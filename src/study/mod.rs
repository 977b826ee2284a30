mod flashcards;
pub mod numeric;
pub mod quiz;

pub use flashcards::{Difficulty, FlashcardSession, StudyPhase};
pub use quiz::{AnswerSheet, QuizScore};
// Analytics

fn draw_analytics(frame: &mut Frame, app: &App) {
    let chunks = Layout::default()
        .direction(Direction::Vertical)
        .constraints([
            Constraint::Length(8),  // Overall counters
            Constraint::Length(10), // Daily study time
            Constraint::Min(0),     // Accuracy + quiz scores
            Constraint::Length(1),  // Status line
        ])
        .split(frame.area());

    render_snapshot(frame, &app.analytics.overall_analytics, chunks[0], " Overall ");
    render_study_time_chart(frame, app, chunks[1]);

    let bottom = Layout::default()
        .direction(Direction::Horizontal)
        .constraints([Constraint::Ratio(1, 2), Constraint::Ratio(1, 2)])
        .split(chunks[2]);
    render_accuracy_rows(frame, app, bottom[0]);
    render_quiz_scores(frame, app, bottom[1]);

    let status = "r:refresh  Esc:back  q:quit";
    frame.render_widget(
        Paragraph::new(status).style(Style::default().fg(Color::DarkGray)),
        chunks[3],
    );
}

fn render_study_time_chart(frame: &mut Frame, app: &App, area: Rect) {
    let series = &app.analytics.study_sessions_chart_data;
    let block = Block::default()
        .title(" Study time, last 7 days (minutes) ")
        .borders(Borders::ALL)
        .border_style(Style::default().fg(Color::Cyan));

    if series.is_empty() {
        let paragraph = Paragraph::new("No data available")
            .block(block)
            .style(Style::default().fg(Color::DarkGray))
            .alignment(Alignment::Center);
        frame.render_widget(paragraph, area);
        return;
    }

    // "2026-06-06" -> "06-06" for the bar labels.
    let labels: Vec<(String, u64)> = series
        .iter()
        .map(|day| {
            let label = day.date.get(5..).unwrap_or(&day.date).to_string();
            (label, day.duration)
        })
        .collect();
    let data: Vec<(&str, u64)> = labels.iter().map(|(label, v)| (label.as_str(), *v)).collect();

    let chart = BarChart::default()
        .block(block)
        .data(&data)
        .bar_width(6)
        .bar_gap(1)
        .bar_style(Style::default().fg(Color::Cyan))
        .value_style(Style::default().fg(Color::Black).bg(Color::Cyan));
    frame.render_widget(chart, area);
}

fn render_accuracy_rows(frame: &mut Frame, app: &App, area: Rect) {
    let series = &app.analytics.flashcard_performance_chart_data;
    let block = Block::default()
        .title(" Flashcard accuracy by document ")
        .borders(Borders::ALL)
        .border_style(Style::default().fg(Color::Green));

    if series.is_empty() {
        let paragraph = Paragraph::new("No data available")
            .block(block)
            .style(Style::default().fg(Color::DarkGray))
            .alignment(Alignment::Center);
        frame.render_widget(paragraph, area);
        return;
    }

    let inner_width = area.width.saturating_sub(2) as usize;
    let bar_width = inner_width.saturating_sub(28).max(10);

    let lines: Vec<Line> = series
        .iter()
        .map(|row| {
            let pct = display_pct(row.accuracy).clamp(0, 100) as usize;
            let filled = bar_width * pct / 100;
            let bar: String = "█".repeat(filled) + &"░".repeat(bar_width - filled);
            Line::from(vec![
                Span::styled(
                    format!("{:<20.20} ", row.document_title),
                    Style::default().fg(Color::White),
                ),
                Span::styled(bar, Style::default().fg(Color::Green)),
                Span::styled(
                    format!(" {pct:>3}% ({})", row.attempts),
                    Style::default().fg(Color::DarkGray),
                ),
            ])
        })
        .collect();

    frame.render_widget(Paragraph::new(lines).block(block), area);
}

fn render_quiz_scores(frame: &mut Frame, app: &App, area: Rect) {
    let series = &app.analytics.quiz_performance_chart_data;
    let block = Block::default()
        .title(" Recent quiz scores ")
        .borders(Borders::ALL)
        .border_style(Style::default().fg(Color::Magenta));

    if series.is_empty() {
        let paragraph = Paragraph::new("No data available")
            .block(block)
            .style(Style::default().fg(Color::DarkGray))
            .alignment(Alignment::Center);
        frame.render_widget(paragraph, area);
        return;
    }

    let lines: Vec<Line> = series
        .iter()
        .map(|row| {
            Line::from(vec![
                Span::styled(
                    format!("{} ", row.date),
                    Style::default().fg(Color::Blue),
                ),
                Span::styled(
                    format!("{:<24.24}", row.quiz_title),
                    Style::default().fg(Color::White),
                ),
                Span::styled(
                    format!("{:>4}%", display_pct(row.score)),
                    Style::default().fg(Color::Magenta),
                ),
            ])
        })
        .collect();

    frame.render_widget(Paragraph::new(lines).block(block), area);
}

// Help overlay

fn render_help(frame: &mut Frame) {
    let area = centered_rect(50, 70, frame.area());

    let help_text = vec![
        "",
        " Dashboard:",
        "   j / k     Move selection",
        "   Enter     Open document",
        "   u         Upload a PDF",
        "   a         Analytics",
        "   r         Refresh",
        "",
        " Document:",
        "   Tab       Next tab",
        "   Enter     Start study session / submit quiz",
        "   Space     Reveal flashcard answer",
        "   n / p     Next / previous card",
        "   1 2 3     Rate card Hard / Medium / Easy",
        "   e         End study session",
        "   1-9       Choose quiz answer",
        "   Esc       Back to dashboard",
        "",
        " General:",
        "   ?         Toggle this help",
        "   q         Quit",
        "",
        " Press any key to close",
    ];

    let block = Block::default()
        .title(" Help ")
        .borders(Borders::ALL)
        .border_style(Style::default().fg(Color::Cyan));

    let paragraph = Paragraph::new(help_text.join("\n"))
        .block(block)
        .style(Style::default().fg(Color::White));

    frame.render_widget(Clear, area);
    frame.render_widget(paragraph, area);
}

fn centered_rect(percent_x: u16, percent_y: u16, r: Rect) -> Rect {
    let popup_layout = Layout::default()
        .direction(Direction::Vertical)
        .constraints([
            Constraint::Percentage((100 - percent_y) / 2),
            Constraint::Percentage(percent_y),
            Constraint::Percentage((100 - percent_y) / 2),
        ])
        .split(r);

    Layout::default()
        .direction(Direction::Horizontal)
        .constraints([
            Constraint::Percentage((100 - percent_x) / 2),
            Constraint::Percentage(percent_x),
            Constraint::Percentage((100 - percent_x) / 2),
        ])
        .split(popup_layout[1])[1]
}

TASK DESCRIPTION>
Please go through the listing and return each line that has "Magenta" in it.

REPLY TO THE TASK>
        .border_style(Style::default().fg(Color::Magenta));
                    Style::default().fg(Color::Magenta),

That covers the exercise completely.